*** The input ***

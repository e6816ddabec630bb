// SPDX-License-Identifier: MIT
//! Secure envelope: optional compression and password encryption around a container
//!
//! ```text
//! magic "SQDOC_FUCK_THE_RUSSIANS"   23 bytes
//! version                          u16
//! flags                            u16  bit0 compressed, bit1 encrypted
//! salt                             16 bytes
//! nonce                            12 bytes
//! payload length                   u64
//! payload                          compressed then encrypted container
//! ```
//!
//! The envelope does not look inside what it wraps.

use std::io::{Read, Write};

use aes_gcm::aead::{Aead, KeyInit};
use aes_gcm::{Aes256Gcm, Nonce};
use flate2::read::ZlibDecoder;
use flate2::write::ZlibEncoder;
use flate2::Compression;
use rand::RngCore;
use sha2::Sha256;
use zeroize::Zeroizing;

use crate::config::{LoadOptions, SaveOptions};
use crate::error::{Result, SqdocError};
use crate::wire::{self, WireReader};

/// Envelope magic bytes
pub const ENVELOPE_MAGIC: &[u8; 23] = b"SQDOC_FUCK_THE_RUSSIANS";

/// Envelope format version
pub const ENVELOPE_VERSION: u16 = 1;

pub const SALT_SIZE: usize = 16;
pub const NONCE_SIZE: usize = 12;

/// Fixed envelope header size in bytes
pub const ENVELOPE_HEADER_SIZE: usize = ENVELOPE_MAGIC.len() + 2 + 2 + SALT_SIZE + NONCE_SIZE + 8;

/// PBKDF2-HMAC-SHA256 rounds
pub const KDF_ITERATIONS: u32 = 200_000;

const KEY_SIZE: usize = 32;

/// Envelope flags
pub mod flags {
    pub const COMPRESSED: u16 = 1 << 0;
    pub const ENCRYPTED: u16 = 1 << 1;
}

/// What the envelope header says, without decrypting anything
#[derive(Debug, Clone, Copy, Default, PartialEq, Eq, serde::Serialize)]
pub struct EnvelopeInfo {
    pub wrapped: bool,
    pub compressed: bool,
    pub encrypted: bool,
    /// Zero when not wrapped
    pub version: u16,
}

/// Fixed envelope header
#[derive(Debug, Clone, Copy, PartialEq, Eq)]
pub struct EnvelopeHeader {
    pub version: u16,
    pub flags: u16,
    pub salt: [u8; SALT_SIZE],
    pub nonce: [u8; NONCE_SIZE],
    pub payload_len: u64,
}

impl EnvelopeHeader {
    /// Parse the header; the input must start with [`ENVELOPE_MAGIC`]
    pub fn parse(bytes: &[u8]) -> Result<Self> {
        if !is_envelope(bytes) {
            return Err(SqdocError::InvalidSecureFile("missing envelope magic"));
        }
        if bytes.len() < ENVELOPE_HEADER_SIZE {
            return Err(SqdocError::InvalidSecureFile("truncated header"));
        }

        let mut reader = WireReader::new(&bytes[ENVELOPE_MAGIC.len()..ENVELOPE_HEADER_SIZE]);
        let version = reader
            .u16()
            .ok_or(SqdocError::InvalidSecureFile("truncated header"))?;
        if version != ENVELOPE_VERSION {
            return Err(SqdocError::UnsupportedVersion(version));
        }
        Self::read_fields(&mut reader, version)
            .ok_or(SqdocError::InvalidSecureFile("truncated header"))
    }

    fn read_fields(reader: &mut WireReader<'_>, version: u16) -> Option<Self> {
        Some(Self {
            version,
            flags: reader.u16()?,
            salt: reader.bytes(SALT_SIZE)?.try_into().ok()?,
            nonce: reader.bytes(NONCE_SIZE)?.try_into().ok()?,
            payload_len: reader.u64()?,
        })
    }

    pub fn is_compressed(&self) -> bool {
        self.flags & flags::COMPRESSED != 0
    }

    pub fn is_encrypted(&self) -> bool {
        self.flags & flags::ENCRYPTED != 0
    }

    pub fn write_to_buffer(&self, buffer: &mut Vec<u8>) {
        buffer.reserve(ENVELOPE_HEADER_SIZE);
        buffer.extend_from_slice(ENVELOPE_MAGIC);
        wire::put_u16(buffer, self.version);
        wire::put_u16(buffer, self.flags);
        buffer.extend_from_slice(&self.salt);
        buffer.extend_from_slice(&self.nonce);
        wire::put_u64(buffer, self.payload_len);
    }
}

/// Whether `bytes` starts with the envelope magic
#[inline]
pub fn is_envelope(bytes: &[u8]) -> bool {
    bytes.starts_with(ENVELOPE_MAGIC)
}

/// Read the envelope flags without decrypting
///
/// Input without the envelope magic reports `wrapped: false`.
pub fn inspect_envelope_bytes(bytes: &[u8]) -> Result<EnvelopeInfo> {
    if !is_envelope(bytes) {
        return Ok(EnvelopeInfo::default());
    }
    let header = EnvelopeHeader::parse(bytes)?;
    Ok(EnvelopeInfo {
        wrapped: true,
        compressed: header.is_compressed(),
        encrypted: header.is_encrypted(),
        version: header.version,
    })
}

/// Wrap an encoded container: compress first, then encrypt
///
/// # Errors
///
/// `PasswordRequired` when encryption is requested with a blank password;
/// checked before any compression or crypto runs.
pub fn seal(inner: &[u8], opts: &SaveOptions) -> Result<Vec<u8>> {
    let encrypt = opts.encryption.enabled;
    if encrypt && opts.encryption.password.trim().is_empty() {
        return Err(SqdocError::PasswordRequired);
    }

    let mut header = EnvelopeHeader {
        version: ENVELOPE_VERSION,
        flags: 0,
        salt: [0; SALT_SIZE],
        nonce: [0; NONCE_SIZE],
        payload_len: 0,
    };

    let mut payload = if opts.compression {
        header.flags |= flags::COMPRESSED;
        compress(inner)?
    } else {
        inner.to_vec()
    };

    if encrypt {
        header.flags |= flags::ENCRYPTED;
        let mut rng = rand::rng();
        rng.fill_bytes(&mut header.salt);
        rng.fill_bytes(&mut header.nonce);

        let cipher = cipher_for(&opts.encryption.password, &header.salt)?;
        payload = cipher
            .encrypt(Nonce::from_slice(&header.nonce), payload.as_slice())
            .map_err(|_| SqdocError::Encryption("AES-GCM seal failed".to_string()))?;
    }

    header.payload_len = payload.len() as u64;
    let mut out = Vec::with_capacity(ENVELOPE_HEADER_SIZE + payload.len());
    header.write_to_buffer(&mut out);
    out.extend_from_slice(&payload);
    Ok(out)
}

/// Unwrap an envelope: decrypt, then decompress
///
/// # Errors
///
/// `InvalidSecureFile` when the declared length does not match (checked
/// before any crypto), `PasswordRequired` when the file is encrypted and no
/// password was given, `InvalidPassword` on any authentication failure.
pub fn open(bytes: &[u8], opts: &LoadOptions) -> Result<Vec<u8>> {
    let header = EnvelopeHeader::parse(bytes)?;
    let body = &bytes[ENVELOPE_HEADER_SIZE..];
    if body.len() as u64 != header.payload_len {
        return Err(SqdocError::InvalidSecureFile("payload length mismatch"));
    }

    let mut payload = if header.is_encrypted() {
        if opts.password.trim().is_empty() {
            return Err(SqdocError::PasswordRequired);
        }
        let cipher = cipher_for(&opts.password, &header.salt)?;
        cipher
            .decrypt(Nonce::from_slice(&header.nonce), body)
            .map_err(|_| SqdocError::InvalidPassword)?
    } else {
        body.to_vec()
    };

    if header.is_compressed() {
        payload = decompress(&payload)?;
    }
    Ok(payload)
}

/// Derive the AES-256 key from a password and salt
fn cipher_for(password: &str, salt: &[u8]) -> Result<Aes256Gcm> {
    let mut key = Zeroizing::new([0u8; KEY_SIZE]);
    pbkdf2::pbkdf2_hmac::<Sha256>(password.as_bytes(), salt, KDF_ITERATIONS, &mut key[..]);
    Aes256Gcm::new_from_slice(&key[..])
        .map_err(|_| SqdocError::Encryption("invalid key length".to_string()))
}

/// Compress data using zlib at the fastest level
fn compress(data: &[u8]) -> Result<Vec<u8>> {
    let estimated_size = data.len().saturating_mul(6) / 10;
    let mut encoder = ZlibEncoder::new(Vec::with_capacity(estimated_size.max(256)), Compression::fast());
    encoder
        .write_all(data)
        .map_err(|e| SqdocError::Compression(format!("Write failed: {}", e)))?;
    encoder
        .finish()
        .map_err(|e| SqdocError::Compression(format!("Finish failed: {}", e)))
}

fn decompress(data: &[u8]) -> Result<Vec<u8>> {
    let mut decompressed = Vec::with_capacity(data.len().saturating_mul(3).max(1024));
    ZlibDecoder::new(data)
        .read_to_end(&mut decompressed)
        .map_err(|e| SqdocError::Compression(e.to_string()))?;
    Ok(decompressed)
}

#[cfg(test)]
mod tests {
    use super::*;
    use crate::config::EncryptionOptions;

    fn inner() -> Vec<u8> {
        b"KeepCalmAndFuckTheRussians inner container bytes, repeated repeated repeated".to_vec()
    }

    #[test]
    fn test_header_size() {
        assert_eq!(ENVELOPE_HEADER_SIZE, 63);
    }

    #[test]
    fn test_compression_only_roundtrip() {
        let opts = SaveOptions {
            compression: true,
            ..SaveOptions::default()
        };
        let sealed = seal(&inner(), &opts).unwrap();
        let info = inspect_envelope_bytes(&sealed).unwrap();
        assert!(info.wrapped && info.compressed && !info.encrypted);
        assert_eq!(info.version, ENVELOPE_VERSION);
        assert_eq!(open(&sealed, &LoadOptions::default()).unwrap(), inner());
    }

    #[test]
    fn test_encrypted_roundtrip_and_wrong_password() {
        let opts = SaveOptions {
            compression: true,
            encryption: EncryptionOptions::with_password("hunter2"),
        };
        let sealed = seal(&inner(), &opts).unwrap();
        assert!(inspect_envelope_bytes(&sealed).unwrap().encrypted);

        assert!(matches!(
            open(&sealed, &LoadOptions::default()),
            Err(SqdocError::PasswordRequired)
        ));
        assert!(matches!(
            open(&sealed, &LoadOptions::with_password("hunter3")),
            Err(SqdocError::InvalidPassword)
        ));
        assert_eq!(
            open(&sealed, &LoadOptions::with_password("hunter2")).unwrap(),
            inner()
        );
    }

    #[test]
    fn test_blank_password_rejected_before_crypto() {
        let opts = SaveOptions {
            compression: false,
            encryption: EncryptionOptions::with_password(" \t\n"),
        };
        assert!(matches!(seal(&inner(), &opts), Err(SqdocError::PasswordRequired)));
    }

    #[test]
    fn test_tampered_ciphertext_reports_invalid_password() {
        let opts = SaveOptions {
            compression: false,
            encryption: EncryptionOptions::with_password("pw"),
        };
        let mut sealed = seal(&inner(), &opts).unwrap();
        let last = sealed.len() - 1;
        sealed[last] ^= 0x01;
        assert!(matches!(
            open(&sealed, &LoadOptions::with_password("pw")),
            Err(SqdocError::InvalidPassword)
        ));
    }

    #[test]
    fn test_length_mismatch_rejected() {
        let opts = SaveOptions {
            compression: true,
            ..SaveOptions::default()
        };
        let mut sealed = seal(&inner(), &opts).unwrap();
        sealed.push(0);
        assert!(matches!(
            open(&sealed, &LoadOptions::default()),
            Err(SqdocError::InvalidSecureFile(_))
        ));
    }

    #[test]
    fn test_inspect_plain_and_truncated() {
        assert_eq!(inspect_envelope_bytes(&inner()).unwrap(), EnvelopeInfo::default());
        assert!(matches!(
            inspect_envelope_bytes(&ENVELOPE_MAGIC[..]),
            Err(SqdocError::InvalidSecureFile(_))
        ));
    }

    #[test]
    fn test_unknown_version_rejected() {
        let opts = SaveOptions {
            compression: true,
            ..SaveOptions::default()
        };
        let mut sealed = seal(&inner(), &opts).unwrap();
        sealed[23..25].copy_from_slice(&9u16.to_le_bytes());
        assert!(matches!(
            inspect_envelope_bytes(&sealed),
            Err(SqdocError::UnsupportedVersion(9))
        ));
    }
}
// ============================================================================
// Metadata
// ============================================================================

/// Layout of a metadata payload after its timestamps
#[derive(Debug, Clone, Copy, PartialEq, Eq)]
pub enum MetadataShape {
    /// Ends right after the timestamps
    Legacy,
    /// Carries flags, paragraph gap and preferred font
    Current,
}

impl MetadataShape {
    fn detect(trailing: usize) -> Result<Self> {
        match trailing {
            0 => Ok(MetadataShape::Legacy),
            n if n >= METADATA_SETTINGS_SIZE => Ok(MetadataShape::Current),
            _ => Err(SqdocError::malformed(
                PayloadKind::Metadata,
                "truncated settings",
            )),
        }
    }
}

/// Encode the metadata payload in the current shape
pub fn encode_metadata(metadata: &Metadata) -> Result<Vec<u8>> {
    let mut out = Vec::with_capacity(
        4 + metadata.author.len() + 4 + metadata.title.len() + 16 + METADATA_SETTINGS_SIZE,
    );
    wire::put_string(&mut out, &metadata.author).ok_or(SqdocError::malformed(
        PayloadKind::Metadata,
        "author too long",
    ))?;
    wire::put_string(&mut out, &metadata.title).ok_or(SqdocError::malformed(
        PayloadKind::Metadata,
        "title too long",
    ))?;
    wire::put_i64(&mut out, metadata.created_unix);
    wire::put_i64(&mut out, metadata.modified_unix);

    let mut settings = 0u8;
    if metadata.paged_mode {
        settings |= METADATA_FLAG_PAGED;
    }
    wire::put_u8(&mut out, settings);
    wire::put_u16(&mut out, metadata.paragraph_gap);
    wire::put_u8(&mut out, metadata.preferred_font_family.as_u8());
    Ok(out)
}

/// Decode a metadata payload of either shape
pub fn decode_metadata(payload: &[u8]) -> Result<Metadata> {
    let malformed = |reason| SqdocError::malformed(PayloadKind::Metadata, reason);
    let mut reader = WireReader::new(payload);

    let author = reader.string().ok_or(malformed("author"))?;
    let title = reader.string().ok_or(malformed("title"))?;
    let created_unix = reader.i64().ok_or(malformed("timestamps"))?;
    let modified_unix = reader.i64().ok_or(malformed("timestamps"))?;

    let mut metadata = Metadata {
        author,
        title,
        created_unix,
        modified_unix,
        ..Metadata::default()
    };

    match MetadataShape::detect(reader.remaining())? {
        MetadataShape::Legacy => {
            metadata.paged_mode = false;
            metadata.paragraph_gap = DEFAULT_PARAGRAPH_GAP;
            metadata.preferred_font_family = FontFamily::Sans;
        }
        MetadataShape::Current => {
            let (Some(settings), Some(gap), Some(font)) = (reader.u8(), reader.u16(), reader.u8())
            else {
                return Err(malformed("settings"));
            };
            metadata.paged_mode = settings & METADATA_FLAG_PAGED != 0;
            metadata.paragraph_gap = gap;
            metadata.preferred_font_family = FontFamily::from_u8_lossy(font);
        }
    }

    Ok(metadata)
}

// ============================================================================
// Formatting directive
// ============================================================================

/// Entry stride of a formatting-directive payload
#[derive(Debug, Clone, Copy, PartialEq, Eq)]
pub enum DirectiveStride {
    /// 24-byte entries with a font-family byte
    Current,
    /// 23-byte entries without a font-family byte
    Legacy,
}

impl DirectiveStride {
    pub fn entry_size(self) -> usize {
        match self {
            DirectiveStride::Current => DIRECTIVE_ENTRY_SIZE,
            DirectiveStride::Legacy => LEGACY_DIRECTIVE_ENTRY_SIZE,
        }
    }

    /// Pick the stride that exactly divides `body_len` into `count` entries
    fn detect(body_len: usize, count: usize) -> Result<Self> {
        let malformed = |reason| SqdocError::malformed(PayloadKind::FormattingDirective, reason);
        if body_len % count != 0 {
            return Err(malformed("entry length does not divide payload"));
        }
        let size = body_len / count;
        [DirectiveStride::Current, DirectiveStride::Legacy]
            .into_iter()
            .find(|stride| stride.entry_size() == size)
            .ok_or(malformed("unsupported entry size"))
    }
}

/// Flatten per-block covering runs into directive entries sorted by `(block_id, start, end)`
pub fn collect_directive<'a, I>(blocks: I) -> Vec<FormattingDirectiveEntry>
where
    I: IntoIterator<Item = (u64, &'a [StyleRun])>,
{
    let mut out: Vec<FormattingDirectiveEntry> = blocks
        .into_iter()
        .flat_map(|(block_id, runs)| {
            runs.iter().map(move |r| FormattingDirectiveEntry {
                block_id,
                start: r.start,
                end: r.end,
                attr: r.attr,
            })
        })
        .collect();
    out.sort_by_key(|e| (e.block_id, e.start, e.end));
    out
}

/// Encode directive entries with the current 24-byte stride
pub fn encode_directive(entries: &[FormattingDirectiveEntry]) -> Result<Vec<u8>> {
    let count = u32::try_from(entries.len()).map_err(|_| {
        SqdocError::malformed(PayloadKind::FormattingDirective, "too many entries")
    })?;

    let mut out = Vec::with_capacity(4 + entries.len() * DIRECTIVE_ENTRY_SIZE);
    wire::put_u32(&mut out, count);
    for entry in entries {
        wire::put_u64(&mut out, entry.block_id);
        wire::put_u32(&mut out, entry.start);
        wire::put_u32(&mut out, entry.end);
        wire::put_u8(&mut out, entry.attr.flags());
        wire::put_u8(&mut out, entry.attr.font_family.as_u8());
        wire::put_u16(&mut out, entry.attr.font_size_pt);
        wire::put_u32(&mut out, entry.attr.color_rgba);
    }
    Ok(out)
}

/// Decode a directive payload of either stride
pub fn decode_directive(payload: &[u8]) -> Result<Vec<FormattingDirectiveEntry>> {
    let malformed = |reason| SqdocError::malformed(PayloadKind::FormattingDirective, reason);
    let mut reader = WireReader::new(payload);

    let count = reader.u32().ok_or(malformed("missing entry count"))? as usize;
    if count == 0 {
        return Ok(Vec::new());
    }
    let stride = DirectiveStride::detect(reader.remaining(), count)?;
    if stride == DirectiveStride::Legacy {
        debug!(count, "Decoding legacy 23-byte formatting directive entries");
    }

    let mut out = Vec::with_capacity(count);
    for _ in 0..count {
        let entry = read_directive_entry(&mut reader, stride).ok_or(malformed("truncated entry"))?;
        out.push(entry);
    }
    Ok(out)
}

fn read_directive_entry(
    reader: &mut WireReader<'_>,
    stride: DirectiveStride,
) -> Option<FormattingDirectiveEntry> {
    let block_id = reader.u64()?;
    let start = reader.u32()?;
    let end = reader.u32()?;
    let flags = reader.u8()?;
    let font_family = match stride {
        DirectiveStride::Current => FontFamily::from_u8_lossy(reader.u8()?),
        DirectiveStride::Legacy => FontFamily::Sans,
    };
    let font_size_pt = reader.u16()?;
    let color_rgba = reader.u32()?;

    Some(FormattingDirectiveEntry {
        block_id,
        start,
        end,
        attr: StyleAttr::from_parts(flags, font_family, font_size_pt, color_rgba),
    })
}
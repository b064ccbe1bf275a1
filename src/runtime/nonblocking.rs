//! Non-blocking mode for sockets handed to the readiness multiplexer.
//!
//! Under edge-triggered polling every registered descriptor must be
//! non-blocking: the drain loops rely on `EWOULDBLOCK` to know when to stop.

use crate::error::{Error, FlagOp, Result};
use std::io;
use std::os::unix::io::{AsRawFd, BorrowedFd};

/// Set `O_NONBLOCK` on a descriptor, preserving its other status flags.
pub fn set_nonblocking(fd: BorrowedFd<'_>) -> Result<()> {
    let raw = fd.as_raw_fd();
    let flags = get_flags(fd)?;

    let rc = unsafe { libc::fcntl(raw, libc::F_SETFL, flags | libc::O_NONBLOCK) };
    if rc == -1 {
        return Err(Error::Flag {
            fd: raw,
            op: FlagOp::Set,
            source: io::Error::last_os_error(),
        });
    }

    Ok(())
}

/// Report whether `O_NONBLOCK` is currently set.
#[cfg(test)]
pub fn is_nonblocking(fd: BorrowedFd<'_>) -> Result<bool> {
    Ok(get_flags(fd)? & libc::O_NONBLOCK != 0)
}

fn get_flags(fd: BorrowedFd<'_>) -> Result<libc::c_int> {
    let raw = fd.as_raw_fd();
    let flags = unsafe { libc::fcntl(raw, libc::F_GETFL) };
    if flags == -1 {
        return Err(Error::Flag {
            fd: raw,
            op: FlagOp::Get,
            source: io::Error::last_os_error(),
        });
    }
    Ok(flags)
}
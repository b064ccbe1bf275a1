//! Error types for the server core.
//!
//! Every variant here is fatal to the process: setup failures and the few
//! steady-state conditions that leave the loop unable to make progress.
//! Per-connection failures are logged and contained in the event loop and
//! never surface as an `Error`.

use std::io;
use std::os::unix::io::RawFd;
use thiserror::Error;

/// Which half of the `fcntl` read-modify-write failed.
#[derive(Debug, Clone, Copy, PartialEq, Eq)]
pub enum FlagOp {
    Get,
    Set,
}

impl std::fmt::Display for FlagOp {
    fn fmt(&self, f: &mut std::fmt::Formatter<'_>) -> std::fmt::Result {
        match self {
            FlagOp::Get => f.write_str("read"),
            FlagOp::Set => f.write_str("write"),
        }
    }
}

#[derive(Debug, Error)]
pub enum Error {
    #[error("failed to resolve local addresses for port '{port}': {reason}")]
    AddressResolution { port: String, reason: String },

    #[error("failed to create a socket for any resolved address")]
    SocketCreate(#[source] io::Error),

    #[error("failed to bind any resolved address")]
    Bind(#[source] io::Error),

    #[error("failed to {op} status flags of descriptor {fd}")]
    Flag {
        fd: RawFd,
        op: FlagOp,
        #[source]
        source: io::Error,
    },

    #[error("failed to listen on descriptor {fd}")]
    Listen {
        fd: RawFd,
        #[source]
        source: io::Error,
    },

    #[error("failed to create readiness multiplexer")]
    MultiplexerCreate(#[source] io::Error),

    #[error("failed to register descriptor {fd} for readiness")]
    Register {
        fd: RawFd,
        #[source]
        source: io::Error,
    },

    #[error("failed waiting for readiness events")]
    Wait(#[source] io::Error),

    #[error("listening descriptor {fd} reported an error or hangup")]
    ListenerFailed { fd: RawFd },
}

pub type Result<T> = std::result::Result<T, Error>;

#[cfg(test)]
mod tests {
    use super::*;

    #[test]
    fn test_flag_error_names_descriptor_and_operation() {
        let err = Error::Flag {
            fd: 7,
            op: FlagOp::Set,
            source: io::Error::from_raw_os_error(libc::EBADF),
        };
        assert_eq!(err.to_string(), "failed to write status flags of descriptor 7");
        assert!(std::error::Error::source(&err).is_some());
    }

    #[test]
    fn test_resolution_error_carries_diagnostic() {
        let err = Error::AddressResolution {
            port: "http-nope".to_string(),
            reason: "Servname not supported for ai_socktype".to_string(),
        };
        let msg = err.to_string();
        assert!(msg.contains("http-nope"));
        assert!(msg.contains("Servname not supported"));
    }
}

***

◆ Required action:
Please state the number of lines above that hold the string "PasswordRequired", with nothing else added.

◆ Exercise solution:
6